§ Task statement
How many separate lines of the data contain "PartialEq"? Give the count and nothing else.

§ Available data

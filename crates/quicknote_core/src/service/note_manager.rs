//! Note collection manager.
//!
//! # Responsibility
//! - Own the in-memory collection and the ephemeral view state.
//! - Apply create/update/delete/star mutations and persist after each one.
//! - Derive the filtered view for rendering.
//!
//! # Invariants
//! - Every mutation persists the whole next collection before committing it
//!   to memory; a failed write leaves memory untouched.
//! - New notes are prepended; edits and star toggles never reorder.
//! - Invalid input (unknown id, blank note) is a silent no-op, reported
//!   through the return value only.

use crate::clock::{Clock, SystemClock};
use crate::model::note::{validate_text, Draft, Note, NoteFilter, NoteId};
use crate::repo::note_store::{NoteStore, StoreError};
use crate::search::filter::filtered_view;
use log::{debug, info};
use std::error::Error;
use std::fmt::{Display, Formatter};
use std::sync::Arc;

/// Service error for manager operations.
#[derive(Debug)]
pub enum NoteServiceError {
    /// Persisting the collection failed; in-memory state was not changed.
    Store(StoreError),
}

impl Display for NoteServiceError {
    fn fmt(&self, f: &mut Formatter<'_>) -> std::fmt::Result {
        match self {
            Self::Store(err) => write!(f, "failed to persist notes: {err}"),
        }
    }
}

impl Error for NoteServiceError {
    fn source(&self) -> Option<&(dyn Error + 'static)> {
        match self {
            Self::Store(err) => Some(err),
        }
    }
}

impl From<StoreError> for NoteServiceError {
    fn from(value: StoreError) -> Self {
        Self::Store(value)
    }
}

pub type ServiceResult<T> = Result<T, NoteServiceError>;

/// Full state owned by the presentation layer.
#[derive(Debug, Clone, Default, PartialEq, Eq)]
pub struct BoardState {
    /// Persisted collection, most recently created first.
    pub notes: Vec<Note>,
    pub search_term: String,
    pub filter: NoteFilter,
    /// Note currently loaded into the draft for editing.
    pub editing: Option<NoteId>,
    pub draft: Draft,
}

/// Header counters.
#[derive(Debug, Clone, Copy, Default, PartialEq, Eq)]
pub struct NoteStats {
    pub total: usize,
    pub starred: usize,
}

/// Result of submitting the draft form.
#[derive(Debug, Clone, PartialEq, Eq)]
pub enum SubmitOutcome {
    Created(NoteId),
    Updated(NoteId),
    /// Blank draft, or the edited note no longer exists.
    Rejected,
}

/// Manager over one persisted note collection.
pub struct NoteManager<S: NoteStore> {
    store: S,
    clock: Arc<dyn Clock>,
    state: BoardState,
}

impl<S: NoteStore> NoteManager<S> {
    /// Loads the collection from `store` using the system clock.
    pub fn load(store: S) -> Self {
        Self::load_with_clock(store, Arc::new(SystemClock))
    }

    /// Loads the collection from `store` with a caller-provided clock.
    pub fn load_with_clock(store: S, clock: Arc<dyn Clock>) -> Self {
        let notes = store.load();
        info!(
            "event=manager_load module=service status=ok count={}",
            notes.len()
        );
        Self {
            store,
            clock,
            state: BoardState {
                notes,
                ..BoardState::default()
            },
        }
    }

    pub fn state(&self) -> &BoardState {
        &self.state
    }

    pub fn notes(&self) -> &[Note] {
        &self.state.notes
    }

    pub fn note(&self, id: &NoteId) -> Option<&Note> {
        self.state.notes.iter().find(|note| &note.id == id)
    }

    pub fn store(&self) -> &S {
        &self.store
    }

    /// Consumes the manager, returning the store and final state.
    pub fn into_parts(self) -> (S, BoardState) {
        (self.store, self.state)
    }

    /// Creates and prepends a note.
    ///
    /// Returns `Ok(None)` without touching storage when title and content
    /// are both blank.
    pub fn create(
        &mut self,
        title: impl Into<String>,
        content: impl Into<String>,
    ) -> ServiceResult<Option<NoteId>> {
        let title = title.into();
        let content = content.into();
        if validate_text(&title, &content).is_err() {
            debug!("event=note_create module=service status=skipped reason=blank");
            return Ok(None);
        }

        let now = self.clock.now();
        let id = self.fresh_id();
        let note = Note {
            id: id.clone(),
            title,
            content,
            starred: false,
            created_at: now,
            updated_at: now,
        };

        let mut next = Vec::with_capacity(self.state.notes.len() + 1);
        next.push(note);
        next.extend(self.state.notes.iter().cloned());
        self.commit(next)?;

        info!("event=note_create module=service status=ok note_id={id}");
        Ok(Some(id))
    }

    /// Replaces title and content of an existing note and leaves edit mode.
    ///
    /// Returns `Ok(false)` when the id is unknown or the new text is blank;
    /// edit mode is left untouched in that case.
    pub fn update(
        &mut self,
        id: &NoteId,
        title: impl Into<String>,
        content: impl Into<String>,
    ) -> ServiceResult<bool> {
        let title = title.into();
        let content = content.into();
        if validate_text(&title, &content).is_err() {
            debug!("event=note_update module=service status=skipped reason=blank note_id={id}");
            return Ok(false);
        }
        let Some(index) = self.position(id) else {
            debug!("event=note_update module=service status=skipped reason=not_found note_id={id}");
            return Ok(false);
        };

        let now = self.clock.now();
        let mut next = self.state.notes.clone();
        next[index].apply_edit(title, content, now);
        self.commit(next)?;

        self.state.editing = None;
        self.state.draft.clear();
        info!("event=note_update module=service status=ok note_id={id}");
        Ok(true)
    }

    /// Removes a note. Clears edit mode when it was the edited note.
    pub fn delete(&mut self, id: &NoteId) -> ServiceResult<bool> {
        let Some(index) = self.position(id) else {
            debug!("event=note_delete module=service status=skipped reason=not_found note_id={id}");
            return Ok(false);
        };

        let mut next = self.state.notes.clone();
        next.remove(index);
        self.commit(next)?;

        if self.state.editing.as_ref() == Some(id) {
            self.state.editing = None;
            self.state.draft.clear();
        }
        info!("event=note_delete module=service status=ok note_id={id}");
        Ok(true)
    }

    /// Flips the star flag and returns the new value.
    ///
    /// `updated_at` is not refreshed.
    pub fn toggle_star(&mut self, id: &NoteId) -> ServiceResult<Option<bool>> {
        let Some(index) = self.position(id) else {
            debug!("event=note_star module=service status=skipped reason=not_found note_id={id}");
            return Ok(None);
        };

        let mut next = self.state.notes.clone();
        next[index].toggle_star();
        let starred = next[index].starred;
        self.commit(next)?;

        info!("event=note_star module=service status=ok note_id={id} starred={starred}");
        Ok(Some(starred))
    }

    /// Loads an existing note into the draft and enters edit mode.
    ///
    /// Unknown ids leave the state unchanged and return `false`.
    pub fn begin_edit(&mut self, id: &NoteId) -> bool {
        let Some(note) = self.note(id) else {
            return false;
        };
        let draft = Draft {
            title: note.title.clone(),
            content: note.content.clone(),
        };
        self.state.draft = draft;
        self.state.editing = Some(id.clone());
        true
    }

    /// Leaves edit mode and empties the draft.
    pub fn cancel_edit(&mut self) {
        self.state.editing = None;
        self.state.draft.clear();
    }

    pub fn set_draft_title(&mut self, title: impl Into<String>) {
        self.state.draft.title = title.into();
    }

    pub fn set_draft_content(&mut self, content: impl Into<String>) {
        self.state.draft.content = content.into();
    }

    /// Submits the draft: updates the edited note, or creates a new one.
    ///
    /// The draft is reset after a successful create or update, and also when
    /// the note being edited no longer exists.
    pub fn submit(&mut self) -> ServiceResult<SubmitOutcome> {
        if self.state.draft.is_blank() {
            return Ok(SubmitOutcome::Rejected);
        }
        let Draft { title, content } = self.state.draft.clone();

        if let Some(id) = self.state.editing.clone() {
            if self.update(&id, title, content)? {
                return Ok(SubmitOutcome::Updated(id));
            }
            // Edited note is gone; drop the stale edit session.
            self.cancel_edit();
            return Ok(SubmitOutcome::Rejected);
        }

        match self.create(title, content)? {
            Some(id) => {
                self.state.draft.clear();
                Ok(SubmitOutcome::Created(id))
            }
            None => Ok(SubmitOutcome::Rejected),
        }
    }

    pub fn set_search_term(&mut self, term: impl Into<String>) {
        self.state.search_term = term.into();
    }

    pub fn clear_search(&mut self) {
        self.state.search_term.clear();
    }

    pub fn set_filter(&mut self, filter: NoteFilter) {
        self.state.filter = filter;
    }

    /// Filtered view of the current state, evaluated at the clock's current time.
    pub fn visible_notes(&self) -> Vec<&Note> {
        filtered_view(
            &self.state.notes,
            &self.state.search_term,
            self.state.filter,
            self.clock.now(),
        )
    }

    pub fn stats(&self) -> NoteStats {
        NoteStats {
            total: self.state.notes.len(),
            starred: self.state.notes.iter().filter(|note| note.starred).count(),
        }
    }

    fn position(&self, id: &NoteId) -> Option<usize> {
        self.state.notes.iter().position(|note| &note.id == id)
    }

    fn fresh_id(&self) -> NoteId {
        loop {
            let id = NoteId::generate();
            if self.position(&id).is_none() {
                return id;
            }
        }
    }

    fn commit(&mut self, next: Vec<Note>) -> ServiceResult<()> {
        self.store.save(&next)?;
        self.state.notes = next;
        Ok(())
    }
}

#[cfg(test)]
mod tests {
    use super::{NoteManager, SubmitOutcome};
    use crate::kv::MemoryKvStore;
    use crate::model::note::NoteId;
    use crate::repo::note_store::KvNoteStore;

    #[test]
    fn submit_in_create_mode_resets_draft() {
        let mut manager = NoteManager::load(KvNoteStore::new(MemoryKvStore::new()));
        manager.set_draft_title("Plan");
        manager.set_draft_content("ship it");

        let outcome = manager.submit().unwrap();
        assert!(matches!(outcome, SubmitOutcome::Created(_)));
        assert!(manager.state().draft.title.is_empty());
        assert!(manager.state().draft.content.is_empty());
        assert_eq!(manager.notes().len(), 1);
    }

    #[test]
    fn submit_blank_draft_is_rejected_without_writes() {
        let mut manager = NoteManager::load(KvNoteStore::new(MemoryKvStore::new()));
        manager.set_draft_title("   ");

        assert_eq!(manager.submit().unwrap(), SubmitOutcome::Rejected);
        assert_eq!(manager.store().kv().write_count(), 0);
        assert_eq!(manager.state().draft.title, "   ");
    }

    #[test]
    fn submit_for_missing_edit_target_leaves_edit_mode() {
        let mut manager = NoteManager::load(KvNoteStore::new(MemoryKvStore::new()));
        manager.state.editing = Some(NoteId::from("gone"));
        manager.set_draft_title("orphaned edit");

        assert_eq!(manager.submit().unwrap(), SubmitOutcome::Rejected);
        assert_eq!(manager.state().editing, None);
        assert!(manager.state().draft.is_blank());
        assert!(manager.notes().is_empty());
        assert_eq!(manager.store().kv().write_count(), 0);
    }

    #[test]
    fn blank_create_does_not_touch_collection() {
        let mut manager = NoteManager::load(KvNoteStore::new(MemoryKvStore::new()));
        manager.create("kept", "").unwrap();

        assert_eq!(manager.create(" ", "\n").unwrap(), None);
        assert_eq!(manager.notes().len(), 1);
        assert_eq!(manager.store().kv().write_count(), 1);
    }
}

§ Exercise response
3